═══ Material for the task ═══

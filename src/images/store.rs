//! Image blob storage.
//!
//! Blobs live in their own `SQLite` database with a fixed schema version.
//! Every call opens a connection, runs exactly one transaction and returns a
//! single result.

use crate::error::Result;
use rusqlite::{params, Connection, OptionalExtension, TransactionBehavior};
use std::path::{Path, PathBuf};

/// Schema version recorded in `PRAGMA user_version`.
pub const SCHEMA_VERSION: i32 = 1;

/// A stored image.
#[derive(Debug, Clone, PartialEq, Eq)]
pub struct ImageRecord {
    /// Auto-incremented id.
    pub id: i64,
    /// Encoded image bytes.
    pub blob: Vec<u8>,
    /// Creation time in milliseconds since the Unix epoch.
    pub created_at: i64,
}

/// Trait for image blob storage.
#[allow(clippy::missing_errors_doc)]
pub trait ImageStore {
    /// Store a blob and return its new id.
    fn put(&self, blob: &[u8]) -> Result<i64>;

    /// Fetch a blob by id.
    fn get(&self, id: i64) -> Result<Option<Vec<u8>>>;

    /// Fetch the full record by id.
    fn get_record(&self, id: i64) -> Result<Option<ImageRecord>>;

    /// Delete a blob. Deleting a missing id is not an error.
    fn delete(&self, id: i64) -> Result<()>;
}

/// SQLite-based image store.
#[derive(Debug, Clone)]
pub struct SqliteImageStore {
    db_path: PathBuf,
}

impl SqliteImageStore {
    /// Open (creating or upgrading if needed) the image database.
    ///
    /// # Errors
    ///
    /// Returns an error if the database cannot be initialized.
    pub fn new(db_path: impl AsRef<Path>) -> Result<Self> {
        let store = Self { db_path: db_path.as_ref().to_path_buf() };
        drop(store.open()?);
        Ok(store)
    }

    /// Get the database path.
    #[must_use]
    pub fn db_path(&self) -> &Path {
        &self.db_path
    }

    /// Open a connection, running the schema upgrade when the stored version
    /// is behind.
    fn open(&self) -> Result<Connection> {
        if let Some(parent) = self.db_path.parent() {
            std::fs::create_dir_all(parent)?;
        }
        let mut conn = Connection::open(&self.db_path)?;
        conn.execute_batch("PRAGMA journal_mode = WAL;")?;

        let version: i32 = conn.query_row("PRAGMA user_version", [], |row| row.get(0))?;
        if version < SCHEMA_VERSION {
            Self::upgrade(&mut conn)?;
        }
        Ok(conn)
    }

    fn upgrade(conn: &mut Connection) -> Result<()> {
        let tx = conn.transaction_with_behavior(TransactionBehavior::Immediate)?;
        tx.execute_batch(&format!(
            r"
            CREATE TABLE IF NOT EXISTS images (
                id INTEGER PRIMARY KEY AUTOINCREMENT,
                blob BLOB NOT NULL,
                created_at INTEGER NOT NULL
            );
            PRAGMA user_version = {SCHEMA_VERSION};
            "
        ))?;
        tx.commit()?;
        Ok(())
    }
}

impl ImageStore for SqliteImageStore {
    fn put(&self, blob: &[u8]) -> Result<i64> {
        let mut conn = self.open()?;
        let tx = conn.transaction()?;
        tx.execute(
            "INSERT INTO images (blob, created_at) VALUES (?1, ?2)",
            params![blob, chrono::Utc::now().timestamp_millis()],
        )?;
        let id = tx.last_insert_rowid();
        tx.commit()?;
        Ok(id)
    }

    fn get(&self, id: i64) -> Result<Option<Vec<u8>>> {
        Ok(self.get_record(id)?.map(|record| record.blob))
    }

    fn get_record(&self, id: i64) -> Result<Option<ImageRecord>> {
        let conn = self.open()?;
        let record = conn
            .query_row(
                "SELECT id, blob, created_at FROM images WHERE id = ?1",
                params![id],
                |row| Ok(ImageRecord { id: row.get(0)?, blob: row.get(1)?, created_at: row.get(2)? }),
            )
            .optional()?;
        Ok(record)
    }

    fn delete(&self, id: i64) -> Result<()> {
        let mut conn = self.open()?;
        let tx = conn.transaction()?;
        tx.execute("DELETE FROM images WHERE id = ?1", params![id])?;
        tx.commit()?;
        Ok(())
    }
}

#[cfg(test)]
mod tests {
    use super::*;
    use tempfile::TempDir;

    fn create_test_store() -> (TempDir, SqliteImageStore) {
        let dir = TempDir::new().unwrap();
        let store = SqliteImageStore::new(dir.path().join("images.sqlite3")).unwrap();
        (dir, store)
    }

    #[test]
    fn test_put_get_delete() {
        let (_dir, store) = create_test_store();

        let id = store.put(b"blob one").unwrap();
        assert_eq!(store.get(id).unwrap().as_deref(), Some(&b"blob one"[..]));

        store.delete(id).unwrap();
        assert!(store.get(id).unwrap().is_none());
    }

    #[test]
    fn test_ids_auto_increment_and_are_not_reused() {
        let (_dir, store) = create_test_store();

        let first = store.put(b"a").unwrap();
        let second = store.put(b"b").unwrap();
        assert!(second > first);

        store.delete(second).unwrap();
        let third = store.put(b"c").unwrap();
        assert!(third > second);
    }

    #[test]
    fn test_get_record_has_timestamp() {
        let (_dir, store) = create_test_store();
        let id = store.put(b"x").unwrap();

        let record = store.get_record(id).unwrap().unwrap();
        assert_eq!(record.id, id);
        assert_eq!(record.blob, b"x");
        assert!(record.created_at > 0);
    }

    #[test]
    fn test_missing_id() {
        let (_dir, store) = create_test_store();
        assert!(store.get(42).unwrap().is_none());
        store.delete(42).unwrap();
    }

    #[test]
    fn test_schema_version_is_recorded() {
        let (_dir, store) = create_test_store();
        let conn = Connection::open(store.db_path()).unwrap();
        let version: i32 = conn.query_row("PRAGMA user_version", [], |row| row.get(0)).unwrap();
        assert_eq!(version, SCHEMA_VERSION);
    }

    #[test]
    fn test_blobs_persist_across_instances() {
        let dir = TempDir::new().unwrap();
        let path = dir.path().join("images.sqlite3");
        let id = SqliteImageStore::new(&path).unwrap().put(b"kept").unwrap();

        let reopened = SqliteImageStore::new(&path).unwrap();
        assert_eq!(reopened.get(id).unwrap().as_deref(), Some(&b"kept"[..]));
    }

    #[test]
    fn test_corrupt_database_fails_to_open() {
        let dir = TempDir::new().unwrap();
        let path = dir.path().join("images.sqlite3");
        std::fs::write(&path, "this is not a valid sqlite database").unwrap();
        assert!(SqliteImageStore::new(&path).is_err());
    }
}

═══

**Exercise:**
Could you output, exactly and with nothing else, the lines from the start of the records through the line containing "#[allow(clippy::missing_errors_doc)]"?

**Written answer:**
filename src/images/store.rs
//! Image blob storage.
//!
//! Blobs live in their own `SQLite` database with a fixed schema version.
//! Every call opens a connection, runs exactly one transaction and returns a
//! single result.

use crate::error::Result;
use rusqlite::{params, Connection, OptionalExtension, TransactionBehavior};
use std::path::{Path, PathBuf};

/// Schema version recorded in `PRAGMA user_version`.
pub const SCHEMA_VERSION: i32 = 1;

/// A stored image.
#[derive(Debug, Clone, PartialEq, Eq)]
pub struct ImageRecord {
    /// Auto-incremented id.
    pub id: i64,
    /// Encoded image bytes.
    pub blob: Vec<u8>,
    /// Creation time in milliseconds since the Unix epoch.
    pub created_at: i64,
}

/// Trait for image blob storage.
#[allow(clippy::missing_errors_doc)]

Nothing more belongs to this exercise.